I've been flyfishing for carp 20 years or so. Got on to it by my inability to catch smallmouth on the fly. I saw a carp tailing in the shallow riffles and thought, "what the heck, give him a shot" and he took my black woolly worm and had me into my backing in a flash. Since then the sport has grown quite a bit. They now call them the "poor mans bonefish". They've even been on ESPN's Walker's Cay Chronicles. What pattern were you using on Oxbow? Also, like Pete said, "What good fish are you waiting for?" Tuna don't come up the C.
When they were Clooping ( feeding on the surface ) I was using a mosiquito pattern. If they were bellow the surface I was using a purple bead head woolly bugger. Sorry for the lousy spelling. Catching them with the top water fly was I don't know how to describe it, amazing. As for the fight not lasting to long, it depended on the fish. Some lasted a couple of minutes but a few went over 5 minutes and I was fishing 10lb tippet and a 7/8 weight rod. While it was fun it seemed like a waste of time because they are so NASTY. I see people keeping them to eat all the time. And when I do I thank God that I have a good job and can afford to buy food.
Anybody ever try eating a carp? The reason they were brought over from Europe was because they were considered excellent table fare. A Portland restauranteer had some of the first Oregon carp in a pond at Troutdale but the 1894 flood liberated them...and the rest is history.

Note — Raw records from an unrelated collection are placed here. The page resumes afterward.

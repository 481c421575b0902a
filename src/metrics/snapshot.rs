// src/metrics/snapshot.rs
//
// Point-in-time summary of a recorded distribution.

use hdrhistogram::Histogram;

/// Quantile storage kept by a snapshot.
#[derive(Debug, Clone, PartialEq)]
enum Quantiles {
    /// The whole interval histogram; any quantile can be answered exactly.
    Full(Histogram<u64>),
    /// Only the configured quantiles, sorted ascending by quantile.
    Predefined(Vec<(f64, u64)>),
}

/// Summary statistics for one interval of a histogram.
#[derive(Debug, Clone, PartialEq)]
pub struct Snapshot {
    count: u64,
    min: u64,
    max: u64,
    mean: f64,
    stdev: f64,
    quantiles: Quantiles,
}

impl Snapshot {
    /// Summarize `hdr`, keeping only `percentiles` when given.
    pub fn from_histogram(hdr: Histogram<u64>, percentiles: Option<&[f64]>) -> Self {
        let (count, min, max, mean, stdev) = (hdr.len(), hdr.min(), hdr.max(), hdr.mean(), hdr.stdev());
        let quantiles = match percentiles {
            Some(percentiles) => Quantiles::Predefined(
                percentiles
                    .iter()
                    .map(|&q| (q, hdr.value_at_quantile(q)))
                    .collect(),
            ),
            None => Quantiles::Full(hdr),
        };
        Self {
            count,
            min,
            max,
            mean,
            stdev,
            quantiles,
        }
    }

    pub fn count(&self) -> u64 {
        self.count
    }

    pub fn is_empty(&self) -> bool {
        self.count == 0
    }

    pub fn min(&self) -> u64 {
        self.min
    }

    pub fn max(&self) -> u64 {
        self.max
    }

    pub fn mean(&self) -> f64 {
        self.mean
    }

    pub fn stdev(&self) -> f64 {
        self.stdev
    }

    /// Value at quantile `q` (0.0..=1.0).
    ///
    /// With predefined percentiles the answer is the value of the first stored
    /// quantile `>= q`, or `max` when `q` is above all of them.
    pub fn value(&self, q: f64) -> u64 {
        match &self.quantiles {
            Quantiles::Full(hdr) => hdr.value_at_quantile(q.clamp(0.0, 1.0)),
            Quantiles::Predefined(values) => values
                .iter()
                .find(|(stored, _)| *stored >= q)
                .map(|&(_, value)| value)
                .unwrap_or(self.max),
        }
    }

    pub fn median(&self) -> u64 {
        self.value(0.5)
    }

    pub fn p75(&self) -> u64 {
        self.value(0.75)
    }

    pub fn p95(&self) -> u64 {
        self.value(0.95)
    }

    pub fn p98(&self) -> u64 {
        self.value(0.98)
    }

    pub fn p99(&self) -> u64 {
        self.value(0.99)
    }

    pub fn p999(&self) -> u64 {
        self.value(0.999)
    }

    /// Stored quantile/value pairs; empty when the full histogram is kept.
    pub fn predefined_values(&self) -> &[(f64, u64)] {
        match &self.quantiles {
            Quantiles::Predefined(values) => values,
            Quantiles::Full(_) => &[],
        }
    }
}
// tests/test_window_counter.rs
//
// WindowCounter policies as seen by a gauge reader.

mod common;

use anyhow::Result;
use std::time::Duration;

use hdrwin::api::{ResetPolicy, SnapshotSource, WindowCounter};

#[test]
fn test_gauge_read_resets_on_snapshot() {
    let counter = WindowCounter::reset_on_snapshot();
    counter.add(3);
    counter.add(4);
    assert_eq!(counter.sum(), 7);
    assert_eq!(counter.snapshot(), 7);
    assert_eq!(counter.snapshot(), 0);
}

#[test]
fn test_periodic_counter_ignores_reads() -> Result<()> {
    let clock = common::mock_clock();
    let counter = WindowCounter::new(ResetPolicy::Periodically(Duration::from_millis(1000)), clock.clone())?;

    counter.add(10);
    counter.add(20);
    assert_eq!(counter.value(), 30);

    clock.advance_millis(999);
    counter.add(1);
    assert_eq!(counter.value(), 31);

    clock.advance_millis(1);
    counter.add(2);
    assert_eq!(counter.value(), 2);

    // nobody writes; the window still closes
    clock.advance_millis(5_000);
    assert_eq!(counter.sum(), 0);
    Ok(())
}

#[test]
fn test_uniform_counter_accepts_negative_deltas() {
    let counter = WindowCounter::never_reset();
    counter.add(10);
    counter.add(-15);
    assert_eq!(counter.value(), -5);
    assert_eq!(counter.value(), -5);
}
// src/top/buffer.rs
//
// Bounded descending slot storage and the single-writer top tracker.

use std::time::Duration;

use tracing::trace;

use super::{admissible_latency, PositionSink};
use crate::config::{ConfigError, TopConfig};
use crate::top::position::Position;

/// Up to K positions sorted by descending latency.
#[derive(Debug, Clone)]
pub(crate) enum Slots {
    Single(Option<Position>),
    Multi { capacity: usize, held: Vec<Position> },
}

impl Slots {
    pub(crate) fn with_capacity(capacity: usize) -> Self {
        if capacity == 1 {
            Slots::Single(None)
        } else {
            Slots::Multi {
                capacity,
                held: Vec::with_capacity(capacity),
            }
        }
    }

    pub(crate) fn capacity(&self) -> usize {
        match self {
            Slots::Single(_) => 1,
            Slots::Multi { capacity, .. } => *capacity,
        }
    }

    pub(crate) fn len(&self) -> usize {
        match self {
            Slots::Single(slot) => usize::from(slot.is_some()),
            Slots::Multi { held, .. } => held.len(),
        }
    }

    /// Latency a newcomer must exceed, or 0 while free slots remain.
    pub(crate) fn floor(&self) -> u64 {
        match self {
            Slots::Single(slot) => slot.as_ref().map_or(0, Position::latency_nanos),
            Slots::Multi { capacity, held } if held.len() == *capacity => {
                held.last().map_or(0, Position::latency_nanos)
            }
            Slots::Multi { .. } => 0,
        }
    }

    /// Insert if the latency beats the floor. Equal latencies never evict.
    pub(crate) fn insert(&mut self, position: Position) -> bool {
        if position.latency_nanos() <= self.floor() {
            return false;
        }
        match self {
            Slots::Single(slot) => {
                *slot = Some(position);
            }
            Slots::Multi { capacity, held } => {
                if held.len() == *capacity {
                    held.pop();
                }
                // after every held position with latency >= the newcomer's
                let at = held.partition_point(|p| p.latency_nanos() >= position.latency_nanos());
                held.insert(at, position);
            }
        }
        true
    }

    pub(crate) fn clear(&mut self) {
        match self {
            Slots::Single(slot) => *slot = None,
            Slots::Multi { held, .. } => held.clear(),
        }
    }

    pub(crate) fn to_vec(&self) -> Vec<Position> {
        match self {
            Slots::Single(slot) => slot.iter().cloned().collect(),
            Slots::Multi { held, .. } => held.clone(),
        }
    }

    pub(crate) fn take(&mut self) -> Vec<Position> {
        match self {
            Slots::Single(slot) => slot.take().into_iter().collect(),
            Slots::Multi { held, capacity } => std::mem::replace(held, Vec::with_capacity(*capacity)),
        }
    }
}

/// Top tracker for a single writer.
///
/// Mutation takes `&mut self`, so it needs no internal synchronization. Used
/// as the merge target for point-in-time reads of a [`super::ConcurrentTop`]
/// and wherever access is already serialized.
#[derive(Debug, Clone)]
pub struct TopBuffer {
    slots: Slots,
    slow_threshold_nanos: u64,
    max_description_length: usize,
}

impl TopBuffer {
    /// Reset policy in `config` is ignored; a buffer is cleared explicitly.
    pub fn new(config: &TopConfig) -> Result<Self, ConfigError> {
        config.validate()?;
        Ok(Self::with_limits(
            config.size,
            config.slow_threshold_nanos(),
            config.max_description_length,
        ))
    }

    pub(crate) fn with_limits(size: usize, slow_threshold_nanos: u64, max_description_length: usize) -> Self {
        Self {
            slots: Slots::with_capacity(size),
            slow_threshold_nanos,
            max_description_length,
        }
    }

    /// Same size and limits, no positions.
    pub fn empty_like(&self) -> Self {
        Self::with_limits(self.size(), self.slow_threshold_nanos, self.max_description_length)
    }

    pub fn size(&self) -> usize {
        self.slots.capacity()
    }

    pub fn slow_threshold(&self) -> Duration {
        Duration::from_nanos(self.slow_threshold_nanos)
    }

    pub fn max_description_length(&self) -> usize {
        self.max_description_length
    }

    pub fn len(&self) -> usize {
        self.slots.len()
    }

    pub fn is_empty(&self) -> bool {
        self.slots.len() == 0
    }

    /// Offer one operation. `description` is only called when the latency
    /// can make it into the top. Returns whether the position was kept.
    pub fn update<F>(&mut self, timestamp_ms: u64, latency_nanos: i64, description: F) -> bool
    where
        F: FnOnce() -> String,
    {
        let Some(latency) = admissible_latency(latency_nanos, self.slow_threshold_nanos) else {
            return false;
        };
        if latency <= self.slots.floor() {
            trace!("latency {} ns does not beat the current top", latency);
            return false;
        }
        let position = Position::truncated(timestamp_ms, latency, description(), self.max_description_length);
        self.slots.insert(position)
    }

    pub fn update_duration<F>(&mut self, timestamp_ms: u64, latency: Duration, description: F) -> bool
    where
        F: FnOnce() -> String,
    {
        self.update(timestamp_ms, duration_nanos(latency), description)
    }

    pub fn reset(&mut self) {
        self.slots.clear();
    }

    pub fn positions_in_descending_order(&self) -> Vec<Position> {
        self.slots.to_vec()
    }

    pub fn into_positions(mut self) -> Vec<Position> {
        self.slots.take()
    }

    /// Offer every held position to `sink`; this buffer is left unchanged.
    pub fn add_into<S: PositionSink + ?Sized>(&self, sink: &mut S) {
        for position in self.slots.to_vec() {
            sink.offer(position);
        }
    }
}

impl PositionSink for TopBuffer {
    fn offer(&mut self, position: Position) -> bool {
        self.slots.insert(position)
    }
}

pub(crate) fn duration_nanos(latency: Duration) -> i64 {
    latency.as_nanos().min(i64::MAX as u128) as i64
}
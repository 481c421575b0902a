// src/metrics/builder.rs
//
// Fluent builder producing reservoirs, histograms and timers from one
// HistogramConfig.

use std::sync::Arc;
use std::time::Duration;

use tracing::info;

use crate::clock::{system_clock, Clock};
use crate::config::{sorted_percentiles, ConfigError, HistogramConfig, OverflowResolver, ResetPolicy};
use crate::constants::RESERVOIR_BASE_FOOTPRINT_BYTES;
use crate::metrics::reservoir::Reservoir;
use crate::metrics::timer::{Histogram, Timer};

/// Builder for histogram-backed instruments.
///
/// Defaults: two significant digits, reset on snapshot, no value bounds, no
/// snapshot cache and the standard predefined percentiles. Each `build_*`
/// call validates the accumulated settings and creates an independent
/// instrument, so one builder can stamp out many of them.
///
/// ```
/// use hdrwin::api::{HdrBuilder, OverflowResolver};
/// use std::time::Duration;
///
/// # fn example() -> Result<(), hdrwin::api::ConfigError> {
/// let builder = HdrBuilder::new()
///     .with_significant_digits(3)
///     .with_highest_trackable_value(60_000_000_000, OverflowResolver::ReduceToHighestTrackable)
///     .reset_periodically(Duration::from_secs(30));
///
/// println!("reservoir will use about {} bytes", builder.estimated_footprint_in_bytes()?);
/// let histogram = builder.build_histogram()?;
/// histogram.update(42);
/// # Ok(())
/// # }
/// ```
#[derive(Debug, Clone)]
pub struct HdrBuilder {
    config: HistogramConfig,
    clock: Arc<dyn Clock>,
}

impl Default for HdrBuilder {
    fn default() -> Self {
        Self::new()
    }
}

impl HdrBuilder {
    pub fn new() -> Self {
        Self::from_config(HistogramConfig::default())
    }

    /// Start from an existing configuration.
    pub fn from_config(config: HistogramConfig) -> Self {
        Self {
            config,
            clock: system_clock(),
        }
    }

    /// Replace the time source used by periodic resets and the snapshot cache.
    pub fn with_clock(mut self, clock: Arc<dyn Clock>) -> Self {
        self.clock = clock;
        self
    }

    pub fn reset_on_snapshot(mut self) -> Self {
        self.config.reset_policy = ResetPolicy::OnSnapshot;
        self
    }

    /// Tumbling window of `period`; validated at build time.
    pub fn reset_periodically(mut self, period: Duration) -> Self {
        self.config.reset_policy = ResetPolicy::Periodically(period);
        self
    }

    pub fn never_reset(mut self) -> Self {
        self.config.reset_policy = ResetPolicy::Never;
        self
    }

    pub fn with_significant_digits(mut self, digits: u8) -> Self {
        self.config.significant_digits = digits;
        self
    }

    /// Requires [`with_highest_trackable_value`](Self::with_highest_trackable_value) as well.
    pub fn with_lowest_discernible_value(mut self, lowest: u64) -> Self {
        self.config.lowest_discernible_value = Some(lowest);
        self
    }

    pub fn with_highest_trackable_value(mut self, highest: u64, resolver: OverflowResolver) -> Self {
        self.config.highest_trackable_value = Some((highest, resolver));
        self
    }

    /// Memoize snapshots for `ttl`; zero disables caching.
    pub fn with_snapshot_cache_ttl(mut self, ttl: Duration) -> Self {
        self.config.snapshot_cache_ttl = Some(ttl);
        self
    }

    pub fn without_snapshot_cache(mut self) -> Self {
        self.config.snapshot_cache_ttl = None;
        self
    }

    /// Keep only these percentiles in snapshots. Order does not matter.
    pub fn with_predefined_percentiles(mut self, percentiles: &[f64]) -> Self {
        self.config.predefined_percentiles = Some(sorted_percentiles(percentiles));
        self
    }

    /// Keep the full histogram in every snapshot so any quantile can be read.
    pub fn without_snapshot_optimization(mut self) -> Self {
        self.config.predefined_percentiles = None;
        self
    }

    pub fn config(&self) -> &HistogramConfig {
        &self.config
    }

    pub fn build_reservoir(&self) -> Result<Reservoir, ConfigError> {
        let reservoir = Reservoir::new(&self.config, Arc::clone(&self.clock))?;
        info!(
            "Built reservoir: policy={:?}, digits={}, highest={:?}, cache_ttl={:?}",
            self.config.reset_policy,
            self.config.significant_digits,
            self.config.highest_trackable_value,
            self.config.effective_cache_ttl()
        );
        Ok(reservoir)
    }

    pub fn build_histogram(&self) -> Result<Histogram, ConfigError> {
        Ok(Histogram::new(self.build_reservoir()?))
    }

    pub fn build_timer(&self) -> Result<Timer, ConfigError> {
        Ok(Timer::new(self.build_reservoir()?))
    }

    /// Conservatively high estimate of one reservoir's memory use.
    pub fn estimated_footprint_in_bytes(&self) -> Result<usize, ConfigError> {
        let reservoir = Reservoir::new(&self.config, Arc::clone(&self.clock))?;
        Ok(RESERVOIR_BASE_FOOTPRINT_BYTES + reservoir.estimated_footprint_in_bytes())
    }
}

#[cfg(test)]
mod tests {
    use super::*;
    use crate::clock::MockClock;
    use crate::constants::DEFAULT_PERCENTILES;

    #[test]
    fn test_defaults() {
        let builder = HdrBuilder::default();
        let config = builder.config();
        assert_eq!(config.reset_policy, ResetPolicy::OnSnapshot);
        assert_eq!(config.significant_digits, 2);
        assert_eq!(config.predefined_percentiles.as_deref(), Some(&DEFAULT_PERCENTILES[..]));
        assert!(config.snapshot_cache_ttl.is_none());
    }

    #[test]
    fn test_percentiles_are_sorted() {
        let builder = HdrBuilder::new().with_predefined_percentiles(&[0.99, 0.5, 0.9]);
        assert_eq!(builder.config().predefined_percentiles, Some(vec![0.5, 0.9, 0.99]));
    }

    #[test]
    fn test_invalid_settings_fail_at_build() {
        let builder = HdrBuilder::new().with_lowest_discernible_value(10);
        assert!(matches!(builder.build_timer(), Err(ConfigError::LowestWithoutHighest)));

        let builder = HdrBuilder::new().with_predefined_percentiles(&[]);
        assert!(matches!(builder.build_reservoir(), Err(ConfigError::EmptyPercentiles)));

        let builder = HdrBuilder::new().with_predefined_percentiles(&[0.5, 1.5]);
        assert!(matches!(
            builder.build_histogram(),
            Err(ConfigError::PercentileOutOfRange(_))
        ));

        let builder = HdrBuilder::new().reset_periodically(Duration::ZERO);
        assert!(builder.estimated_footprint_in_bytes().is_err());
    }

    #[test]
    fn test_builds_independent_instruments() {
        let clock = Arc::new(MockClock::new(0));
        let builder = HdrBuilder::new().never_reset().with_clock(clock);
        let first = builder.build_histogram().unwrap();
        let second = builder.build_histogram().unwrap();

        first.update(7);
        assert_eq!(first.snapshot().count(), 1);
        assert_eq!(second.snapshot().count(), 0);
    }

    #[test]
    fn test_footprint_grows_with_precision() {
        let coarse = HdrBuilder::new()
            .with_highest_trackable_value(3_600_000_000_000, OverflowResolver::Skip)
            .estimated_footprint_in_bytes()
            .unwrap();
        let fine = HdrBuilder::new()
            .with_significant_digits(4)
            .with_highest_trackable_value(3_600_000_000_000, OverflowResolver::Skip)
            .estimated_footprint_in_bytes()
            .unwrap();
        assert!(coarse > RESERVOIR_BASE_FOOTPRINT_BYTES);
        assert!(fine > coarse);
    }

    #[test]
    fn test_builder_is_reusable_after_clone() {
        let base = HdrBuilder::new().with_significant_digits(3);
        let cached = base.clone().with_snapshot_cache_ttl(Duration::from_secs(1));
        assert!(base.config().snapshot_cache_ttl.is_none());
        assert_eq!(cached.config().significant_digits, 3);
        assert!(cached.build_timer().unwrap().reservoir().cache_stats().is_some());
    }
}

I did eat a fish once that very much resembled a carp at a restaurant in Hong Kong...you selected the fish you wanted from a holding pen...and 15minutes later it was cooked and served up on a plate in front of you. As I recall, it was good eats!
The story I've heard is back befor the flood they would catch the Carp and put them in their bath tubs or something like that for a week or so. The clean water would flush the meat out and remove the muddy flavor. I only have one thing to say about that !
There is a small lake/pond near the corner of Murray and Scholls here in Beaverton that has some huge Carp in it. I have watched others fish in this lake, but have never seen any thing caught. Well, thats not true, I did see an Osprey grab a nice fish out of it one day. I have wondered what would work for these Carp, as they reall are big....
Wait for them to start clooping. Put a dry fly about 2 feet infront of them and wait. They have very soft rubbery mouths and always hook themselves when they take the fly. Becareful though, the first 10 seconds the fish is going 70 miles an hour. If you see them mudding up the bottom use a crawfish or woolley bugger pattern and drag it across the bottom. I've found that they aren't line shy.